* [Brief]: Consider each line of the material below and note whether it holds "teardown". State how many do, and nothing else.

* [Provided information]:
═══
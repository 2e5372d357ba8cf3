//! Strata - forward-chaining rule engine over named graphs
//!
//! This crate re-exports every layer of the Strata system for convenient access.
//! For detailed documentation, see the individual layer crates.
//!
//! # Architecture
//!
//! ```text
//! Layer 5: strata_runtime    - REPL, CLI, sessions
//! Layer 4: strata_debug      - Tracing, provenance queries
//! Layer 3: strata_engine     - Reasoner, rule plans, builtins
//! Layer 2: strata_language   - Lexer, parser, rule printing
//! Layer 1: strata_storage    - Graph store trait, in-memory store
//! Layer 0: strata_foundation - Nodes, triples, errors
//! ```

pub use strata_debug as debug;
pub use strata_engine as engine;
pub use strata_foundation as foundation;
pub use strata_language as language;
pub use strata_runtime as runtime;
pub use strata_storage as storage;
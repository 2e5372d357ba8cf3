//! Syntax highlighting for the REPL.
//!
//! Colors come from the rule language's own lexer, so highlighting always
//! agrees with what the parser will see.

use std::borrow::Cow;

use strata_language::{Lexer, TokenKind};

/// Highlighter for rule syntax and REPL commands.
pub struct StrataHighlighter;

impl StrataHighlighter {
    /// Creates a new highlighter.
    #[must_use]
    pub const fn new() -> Self {
        Self
    }

    fn color(kind: &TokenKind) -> Option<&'static str> {
        let color = match kind {
            TokenKind::Comment(_) => "\x1b[2;3m",
            TokenKind::String(_) | TokenKind::At(_) => "\x1b[33m",
            TokenKind::Integer(_) | TokenKind::Decimal(_) => "\x1b[35m",
            TokenKind::Variable(_) | TokenKind::Star => "\x1b[34m",
            TokenKind::Iri(_) | TokenKind::PrefixedName { .. } | TokenKind::Blank(_) => {
                "\x1b[36m"
            }
            TokenKind::Ident(_) => "\x1b[32m",
            TokenKind::Arrow => "\x1b[1;32m",
            TokenKind::LParen | TokenKind::RParen | TokenKind::LBracket | TokenKind::RBracket => {
                "\x1b[1m"
            }
            TokenKind::Error(_) => "\x1b[31m",
            TokenKind::Dot | TokenKind::DoubleCaret | TokenKind::Eof => return None,
        };
        Some(color)
    }

    /// Highlight a line of input.
    #[allow(clippy::unused_self)]
    pub fn highlight<'l>(&self, line: &'l str, _pos: usize) -> Cow<'l, str> {
        let (command, source) = split_command(line);
        let mut result = String::with_capacity(line.len() * 2);
        if !command.is_empty() {
            result.push_str("\x1b[1;35m");
            result.push_str(command);
            result.push_str("\x1b[0m");
        }

        let mut copied = 0;
        for token in Lexer::tokenize_all(source) {
            if token.kind == TokenKind::Eof {
                break;
            }
            let (start, end) = (token.span.start, token.span.end);
            result.push_str(&source[copied..start]);
            match Self::color(&token.kind) {
                Some(color) => {
                    result.push_str(color);
                    result.push_str(&source[start..end]);
                    result.push_str("\x1b[0m");
                }
                None => result.push_str(&source[start..end]),
            }
            copied = end;
        }
        result.push_str(&source[copied..]);
        Cow::Owned(result)
    }
}

/// Splits a leading `:command` word off a line.
fn split_command(line: &str) -> (&str, &str) {
    if !line.trim_start().starts_with(':') {
        return ("", line);
    }
    let end = line
        .char_indices()
        .skip_while(|(_, c)| c.is_whitespace())
        .find(|(_, c)| c.is_whitespace())
        .map_or(line.len(), |(i, _)| i);
    line.split_at(end)
}

impl Default for StrataHighlighter {
    fn default() -> Self {
        Self::new()
    }
}
//! Lexer, parser, and rule model for the strata rule language.
//!
//! This crate provides:
//! - [`Lexer`] - Tokenization of rule and fact sources
//! - [`Parser`] - Parsing tokens into [`Rule`]s and ground statements
//! - [`Rule`], [`ClauseEntry`], [`Term`] - The rule representation
//! - [`PrefixMap`] - Namespace prefix resolution
//! - [`RulePrinter`] - Printing rules back to source
//!
//! # Syntax
//!
//! ```text
//! @prefix ex: <http://example.org/> .
//!
//! [employees: (?x rdf:type ex:Employee) -> (?x rdf:type ex:Person)]
//!
//! older: (?a ex:age ?n) (?b ex:age ?m) greaterThan(?n, ?m)
//!     -> (?a ex:olderThan ?b) .
//!
//! -> (ex:schema rdf:type ex:Root) .
//! ```

#![warn(missing_docs)]
#![warn(clippy::all)]
#![warn(clippy::pedantic)]

pub mod lexer;
pub mod parser;
pub mod prefix;
pub mod pretty;
pub mod rule;
pub mod token;

pub use lexer::Lexer;
pub use parser::{Parser, parse_facts, parse_facts_with, parse_rules, parse_rules_with};
pub use prefix::PrefixMap;
pub use pretty::{PrettyConfig, RulePrinter, format_node, format_triple};
pub use rule::{ClauseEntry, Functor, PatternNode, Rule, RuleSet, Term, TriplePattern, Var};
pub use token::{Span, Token, TokenKind};
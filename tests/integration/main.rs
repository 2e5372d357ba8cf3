//! Cross-layer integration tests for Strata
//!
//! Tests that verify correct interaction between multiple crates.

mod explain;
mod repl_session;
mod tracing;
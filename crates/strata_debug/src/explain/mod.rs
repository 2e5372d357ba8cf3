//! Explanation system for strata.
//!
//! Answers "why is this fact here?" from the provenance records kept by
//! the reasoner:
//! - `:why <triple>` - the rule and round that derived it
//! - `:why <triple> <depth>` - the derivation tree down to `depth` levels

pub mod why;

pub use why::{Explanation, Origin, WhyQuery};
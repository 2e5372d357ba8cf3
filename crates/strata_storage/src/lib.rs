//! Graph store contract and in-memory triple storage for strata.
//!
//! This crate provides:
//! - [`GraphStore`] - The connection contract the reasoner runs against
//! - [`Lookup`] - Pattern lookups with wildcard positions
//! - [`MemoryStore`] - Transactional in-memory store with structural sharing
//! - [`GraphIndex`] - Per-graph subject/predicate/object indices

#![warn(missing_docs)]
#![warn(clippy::all)]
#![warn(clippy::pedantic)]

pub mod index;
pub mod memory;
pub mod store;

pub use index::GraphIndex;
pub use memory::MemoryStore;
pub use store::{GraphStore, Lookup, Statements};
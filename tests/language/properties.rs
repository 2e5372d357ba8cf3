//! Property tests over the rule language

use proptest::prelude::*;
use strata_foundation::{Node, Triple};
use strata_language::{PrefixMap, format_triple, parse_facts_with, parse_rules};

fn resource() -> impl Strategy<Value = Node> {
    "[a-z][a-z0-9]{0,6}".prop_map(|local| Node::resource(format!("http://example.org/{local}")))
}

fn object() -> impl Strategy<Value = Node> {
    prop_oneof![
        resource(),
        any::<i32>().prop_map(|n| Node::integer(i64::from(n))),
        "[a-zA-Z ]{0,12}".prop_map(Node::literal),
    ]
}

fn prefixes() -> PrefixMap {
    let mut map = PrefixMap::new();
    map.insert("ex", "http://example.org/");
    map
}

proptest! {
    #[test]
    fn printed_statements_parse_back(s in resource(), p in resource(), o in object()) {
        let triple = Triple::new(s, p, o);
        let map = prefixes();
        let text = format_triple(&triple, Some(&map));
        let parsed = parse_facts_with(&text, &map).unwrap();
        prop_assert_eq!(parsed, vec![triple]);
    }

    #[test]
    fn compact_then_expand_is_identity(local in "[a-z][a-z0-9]{0,8}") {
        let map = prefixes();
        let iri = format!("http://example.org/{local}");
        let short = map.compact(&iri).unwrap();
        let (prefix, rest) = short.split_once(':').unwrap();
        prop_assert_eq!(map.expand(prefix, rest), Some(iri));
    }

    #[test]
    fn variable_count_matches_distinct_names(names in prop::collection::vec("[a-e]", 1..6)) {
        let body: Vec<String> = names.iter().map(|n| format!("(?{n} rdf:p ?{n})")).collect();
        let source = format!("[r: {} -> (?{} rdf:q rdf:o)]", body.join(" "), names[0]);
        let set = parse_rules(&source).unwrap();
        let mut distinct = names.clone();
        distinct.sort();
        distinct.dedup();
        prop_assert_eq!(set.rules[0].var_count(), distinct.len());
    }
}
use serde::{Deserialize, Serialize};
use std::fmt;
use std::str::FromStr;

/// The pipeline roster is closed: events naming any other agent id never
/// grow it, they are simply ignored for roster updates.
#[derive(Debug, Clone, Copy, Serialize, Deserialize, PartialEq, Eq, Hash)]
#[serde(rename_all = "lowercase")]
pub enum AgentId {
    Architect,
    Coder,
    Reviewer,
    Executor,
}

impl AgentId {
    pub const ALL: [AgentId; 4] = [
        AgentId::Architect,
        AgentId::Coder,
        AgentId::Reviewer,
        AgentId::Executor,
    ];

    pub fn as_str(self) -> &'static str {
        match self {
            AgentId::Architect => "architect",
            AgentId::Coder => "coder",
            AgentId::Reviewer => "reviewer",
            AgentId::Executor => "executor",
        }
    }

    fn index(self) -> usize {
        match self {
            AgentId::Architect => 0,
            AgentId::Coder => 1,
            AgentId::Reviewer => 2,
            AgentId::Executor => 3,
        }
    }
}

impl fmt::Display for AgentId {
    fn fmt(&self, f: &mut fmt::Formatter<'_>) -> fmt::Result {
        f.write_str(self.as_str())
    }
}

impl FromStr for AgentId {
    type Err = String;

    fn from_str(input: &str) -> Result<Self, Self::Err> {
        match input.trim().to_lowercase().as_str() {
            "architect" => Ok(AgentId::Architect),
            "coder" => Ok(AgentId::Coder),
            "reviewer" => Ok(AgentId::Reviewer),
            "executor" => Ok(AgentId::Executor),
            other => Err(format!("unknown agent id: {other}")),
        }
    }
}

#[derive(Debug, Clone, Copy, Serialize, Deserialize, PartialEq, Eq, Default)]
#[serde(rename_all = "lowercase")]
pub enum AgentStatus {
    #[default]
    Idle,
    Working,
    Complete,
    Error,
}

impl AgentStatus {
    pub fn as_str(self) -> &'static str {
        match self {
            AgentStatus::Idle => "idle",
            AgentStatus::Working => "working",
            AgentStatus::Complete => "complete",
            AgentStatus::Error => "error",
        }
    }
}

impl fmt::Display for AgentStatus {
    fn fmt(&self, f: &mut fmt::Formatter<'_>) -> fmt::Result {
        f.write_str(self.as_str())
    }
}

/// Per-agent dashboard record. One per roster slot, mutated in place and
/// never created or destroyed.
#[derive(Debug, Clone, Copy, Serialize, Deserialize, PartialEq, Default)]
pub struct AgentRecord {
    pub status: AgentStatus,
    pub token_count: Option<u64>,
    pub latency_seconds: Option<f64>,
}

impl AgentRecord {
    pub fn reset(&mut self) {
        *self = AgentRecord::default();
    }
}

/// Fixed four-slot map keyed by [`AgentId`].
#[derive(Debug, Clone, Serialize, Deserialize, PartialEq, Default)]
pub struct AgentRoster {
    records: [AgentRecord; 4],
}

impl AgentRoster {
    pub fn get(&self, id: AgentId) -> &AgentRecord {
        &self.records[id.index()]
    }

    pub fn get_mut(&mut self, id: AgentId) -> &mut AgentRecord {
        &mut self.records[id.index()]
    }

    pub fn iter(&self) -> impl Iterator<Item = (AgentId, &AgentRecord)> {
        AgentId::ALL.iter().map(|id| (*id, self.get(*id)))
    }

    /// Mutable view of every record currently in `Working` status.
    pub fn working_mut(&mut self) -> impl Iterator<Item = &mut AgentRecord> {
        self.records
            .iter_mut()
            .filter(|record| record.status == AgentStatus::Working)
    }

    /// Returns every slot to idle with null counters, as at task start.
    pub fn reset(&mut self) {
        for record in &mut self.records {
            record.reset();
        }
    }
}

#[cfg(test)]
mod tests {
    use super::*;

    #[test]
    fn roster_round_trips_every_id() {
        let mut roster = AgentRoster::default();
        for id in AgentId::ALL {
            roster.get_mut(id).status = AgentStatus::Working;
        }
        assert!(roster.iter().all(|(_, r)| r.status == AgentStatus::Working));
        assert_eq!(roster.working_mut().count(), 4);
    }

    #[test]
    fn unknown_ids_do_not_parse() {
        assert!("orchestrator".parse::<AgentId>().is_err());
        assert_eq!("Coder".parse::<AgentId>(), Ok(AgentId::Coder));
    }

    #[test]
    fn reset_returns_slots_to_idle() {
        let mut roster = AgentRoster::default();
        let record = roster.get_mut(AgentId::Executor);
        record.status = AgentStatus::Error;
        record.token_count = Some(12);
        record.latency_seconds = Some(0.5);
        roster.reset();
        assert_eq!(*roster.get(AgentId::Executor), AgentRecord::default());
    }
}
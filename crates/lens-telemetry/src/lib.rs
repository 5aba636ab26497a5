pub mod expo;
pub mod history;
pub mod poller;
pub mod rate;
pub mod snapshot;

pub use expo::{extract_metric, metric_present};
pub use history::{TpsHistory, TpsSample, TPS_HISTORY_CAPACITY};
pub use poller::{
    read_snapshot, FetchError, PollerConfig, PollerHandle, TelemetrySnapshot, POLL_INTERVAL_MS,
};
pub use rate::RateCalculator;
pub use snapshot::GpuMetricsSnapshot;
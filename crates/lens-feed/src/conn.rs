use futures_util::StreamExt;
use lens_core::AgentEvent;
use std::time::Duration;
use tokio::sync::{mpsc, watch};
use tokio::task::JoinHandle;
use tokio_tungstenite::connect_async;
use tokio_tungstenite::tungstenite::Message;
use tracing::{info, warn};
use url::Url;

pub const RECONNECT_DELAY_MS: u64 = 3000;
const EVENT_CHANNEL_CAPACITY: usize = 256;

/// Persistent event-stream connection. One websocket at a time; a closed
/// or failed connection is retried after a fixed delay, forever; the
/// feed is meant to recover silently for the lifetime of the consumer.
///
/// The stream carries no sequence numbers, so events emitted while
/// disconnected are lost with no gap-detection signal; the only surfaced
/// effect is the `connected` flag flipping.
#[derive(Debug, Clone)]
pub struct FeedConfig {
    pub url: Url,
    pub reconnect_delay: Duration,
}

impl FeedConfig {
    pub fn new(url: Url) -> Self {
        Self {
            url,
            reconnect_delay: Duration::from_millis(RECONNECT_DELAY_MS),
        }
    }

    /// Spawns the connection task and hands back the consumer side:
    /// parsed events in arrival order plus a connectivity flag.
    pub fn spawn(self) -> FeedHandle {
        let (events_tx, events_rx) = mpsc::channel(EVENT_CHANNEL_CAPACITY);
        let (connected_tx, connected_rx) = watch::channel(false);
        let (shutdown_tx, shutdown_rx) = watch::channel(false);
        let task = tokio::spawn(feed_loop(self, events_tx, connected_tx, shutdown_rx));
        FeedHandle {
            events: events_rx,
            connected: connected_rx,
            shutdown: shutdown_tx,
            task,
        }
    }
}

pub struct FeedHandle {
    pub events: mpsc::Receiver<AgentEvent>,
    pub connected: watch::Receiver<bool>,
    shutdown: watch::Sender<bool>,
    task: JoinHandle<()>,
}

impl FeedHandle {
    pub fn is_connected(&self) -> bool {
        *self.connected.borrow()
    }

    /// Cancels any pending reconnect sleep, closes the active connection
    /// and waits for the task to finish. Used only on teardown.
    pub async fn disconnect(self) {
        let _ = self.shutdown.send(true);
        let _ = self.task.await;
    }
}

async fn feed_loop(
    cfg: FeedConfig,
    events_tx: mpsc::Sender<AgentEvent>,
    connected_tx: watch::Sender<bool>,
    mut shutdown_rx: watch::Receiver<bool>,
) {
    loop {
        let mut ws = tokio::select! {
            connect = connect_async(cfg.url.as_str()) => match connect {
                Ok((ws, _)) => ws,
                Err(err) => {
                    warn!("feed_connect_error: {err}");
                    if sleep_or_shutdown(cfg.reconnect_delay, &mut shutdown_rx).await {
                        return;
                    }
                    continue;
                }
            },
            _ = shutdown_rx.changed() => return,
        };
        let _ = connected_tx.send(true);
        info!("feed_connected: {}", cfg.url);

        loop {
            tokio::select! {
                msg = ws.next() => match msg {
                    Some(Ok(Message::Text(text))) => {
                        match AgentEvent::parse(&text) {
                            Ok(event) => {
                                // Consumer gone means teardown; stop quietly.
                                if events_tx.send(event).await.is_err() {
                                    let _ = ws.close(None).await;
                                    let _ = connected_tx.send(false);
                                    return;
                                }
                            }
                            Err(err) => warn!("feed_event_parse_error: {err}"),
                        }
                    }
                    Some(Ok(Message::Close(_))) | None => break,
                    Some(Ok(_)) => {}
                    Some(Err(err)) => {
                        warn!("feed_read_error: {err}");
                        break;
                    }
                },
                _ = shutdown_rx.changed() => {
                    let _ = ws.close(None).await;
                    let _ = connected_tx.send(false);
                    return;
                }
            }
        }

        let _ = connected_tx.send(false);
        warn!("feed_disconnected: retrying in {:?}", cfg.reconnect_delay);
        if sleep_or_shutdown(cfg.reconnect_delay, &mut shutdown_rx).await {
            return;
        }
    }
}

/// Fixed-delay reconnect sleep; true when shutdown arrived instead.
async fn sleep_or_shutdown(delay: Duration, shutdown_rx: &mut watch::Receiver<bool>) -> bool {
    tokio::select! {
        _ = tokio::time::sleep(delay) => false,
        _ = shutdown_rx.changed() => true,
    }
}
═══
* [Answer box]: 2